Certain bats deter predators by buzzing like hornets, study suggests
Some bats will mimic the buzzing of stinging hornets in a bid to avoid being eaten by owls, a new study suggests.
Researchers say their discovery is the first case of Batesian mimicry – where a harmless species imitates a more dangerous one to protect itself from would-be predators – in mammals.
After being captured by an owl, the greater mouse-eared bat might fool an owl into thinking it is a stinging insect for just long enough to escape.
Danilo Russo of the University of Naples Federico II in Portici, Italy, said: “Imagine a bat that has been seized but not killed by the predator.
Buzzing might deceive the predator for a fraction of a second - enough to fly away
“Buzzing might deceive the predator for a fraction of a second – enough to fly away.”

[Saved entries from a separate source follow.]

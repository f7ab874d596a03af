//! Service plan model definition.

use jiff::{civil::Date, Timestamp};
use serde::{Deserialize, Serialize};

use super::{BillingTerms, DayOfMonth, DayOfWeek, Frequency, FrequencyFamily, TimeWindow};

/// A recurring service agreement for one pool.
#[derive(Debug, Clone, Serialize, Deserialize, PartialEq)]
pub struct ServicePlan {
    /// Unique identifier for the plan
    pub id: u64,

    /// Identifier of the serviced pool
    pub pool_id: String,

    pub frequency: Frequency,

    /// Day-of-week anchor for week-based frequencies
    #[serde(default, skip_serializing_if = "Option::is_none")]
    pub dow: Option<DayOfWeek>,

    /// Second day-of-week anchor, used only by `twice_week`
    #[serde(default, skip_serializing_if = "Option::is_none")]
    pub second_dow: Option<DayOfWeek>,

    /// Day-of-month anchor for month-based frequencies
    #[serde(default, skip_serializing_if = "Option::is_none")]
    pub dom: Option<DayOfMonth>,

    /// Second day-of-month anchor, used only by `twice_month`
    #[serde(default, skip_serializing_if = "Option::is_none")]
    pub second_dom: Option<DayOfMonth>,

    /// Default visit window
    #[serde(default, skip_serializing_if = "Option::is_none")]
    pub window: Option<TimeWindow>,

    /// First day the plan is in effect (inclusive)
    #[serde(default, skip_serializing_if = "Option::is_none")]
    pub starts_on: Option<Date>,

    /// Last day the plan is in effect (inclusive); open-ended when absent
    #[serde(default, skip_serializing_if = "Option::is_none")]
    pub ends_on: Option<Date>,

    /// Fortnight parity for `biweekly` plans: a date on `dow` fixed when the
    /// plan was created
    #[serde(default, skip_serializing_if = "Option::is_none")]
    pub cycle_anchor: Option<Date>,

    #[serde(flatten)]
    pub billing: BillingTerms,

    /// Timestamp when the plan was created (UTC)
    pub created_at: Timestamp,

    /// Timestamp when the plan was last modified (UTC)
    pub updated_at: Timestamp,
}

impl ServicePlan {
    /// Intersects a requested range with the plan's own bounds.
    ///
    /// Returns `None` when the intersection is empty.
    pub fn effective_range(&self, range_start: Date, range_end: Date) -> Option<(Date, Date)> {
        let lower = match self.starts_on {
            Some(starts_on) => starts_on.max(range_start),
            None => range_start,
        };
        let upper = match self.ends_on {
            Some(ends_on) => ends_on.min(range_end),
            None => range_end,
        };
        (lower <= upper).then_some((lower, upper))
    }

    /// Short description of when visits happen, e.g. `Twice a week (mon, thu)`.
    pub fn cadence(&self) -> String {
        let anchors: Vec<String> = match self.frequency.family() {
            FrequencyFamily::Week => [self.dow, self.second_dow]
                .into_iter()
                .flatten()
                .map(|d| d.to_string())
                .collect(),
            FrequencyFamily::Month => [self.dom, self.second_dom]
                .into_iter()
                .flatten()
                .map(|d| d.to_string())
                .collect(),
        };
        if anchors.is_empty() {
            self.frequency.label().to_string()
        } else {
            format!("{} ({})", self.frequency.label(), anchors.join(", "))
        }
    }
}
//! Data models for service plans and their schedules.
//!
//! This module contains the domain types the recurrence engine consumes and
//! produces. Every model derives serde so the same shapes travel through
//! storage, JSON output and plan files.
//!
//! - [`ServicePlan`]: frequency, anchors, default window, date bounds and
//!   [`BillingTerms`]
//! - [`WindowOverride`]: a replacement window for one date
//! - [`PausePeriod`]: an interval with no visits
//! - [`Occurrence`]: one derived visit
//!
//! Display implementations live in [`crate::display`].
//!
//! # Examples
//!
//! ```rust
//! use poolplan_core::models::{DayOfMonth, DayOfWeek, Frequency, TimeWindow};
//!
//! let frequency: Frequency = "twice_week".parse().unwrap();
//! assert!(frequency.needs_second_anchor());
//!
//! let dow: DayOfWeek = "thu".parse().unwrap();
//! assert_eq!(dow.to_string(), "thu");
//!
//! assert!(DayOfMonth::new(-1).unwrap().is_last());
//! assert!(DayOfMonth::new(31).is_err());
//!
//! let window = TimeWindow::parse("09:00", "11:00").unwrap();
//! assert_eq!(window.to_string(), "09:00-11:00");
//! ```

mod anchor;
mod billing;
mod frequency;
mod occurrence;
mod overrides;
mod plan;
mod window;


pub use anchor::{DayOfMonth, DayOfWeek};
pub use billing::{BillingTerms, BillingType};
pub use frequency::{Frequency, FrequencyFamily};
pub use occurrence::Occurrence;
pub use overrides::{PausePeriod, WindowOverride};
pub use plan::ServicePlan;
pub use window::{parse_hhmm, TimeWindow};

The researchers made the discovery while conducting field research in which he frequently caught the bats in mist-netting operations.
Dr Russo said: “When we handled the bats to take them out of the net or process them, they invariably buzzed like wasps.”
After a number of years the team recorded the sounds and played them back to owls to see how the birds reacted.
They found that different owls reacted in different ways, probably because of their past experiences.
But the birds consistently reacted to insect and bat buzzes by moving further away from the speaker, while the sound of potential prey got them to move closer.
According to the researchers, although stinging insects probably do sting owls, there is not enough data to prove this is why the birds avoid the buzzing sounds.
But there is other evidence that birds avoid such potentially noxious insects.
For example, when hornets move into nest boxes or tree cavities, birds in general will not even explore them and they certainly do not nest there.
According to the Bat Conservation Trust, the greater mouse-eared bat was officially declared extinct in the UK in 1990, but a solitary individual has been hibernating in southern England since 2002, and they are still present in Europe.
The findings are published in the Current Biology journal.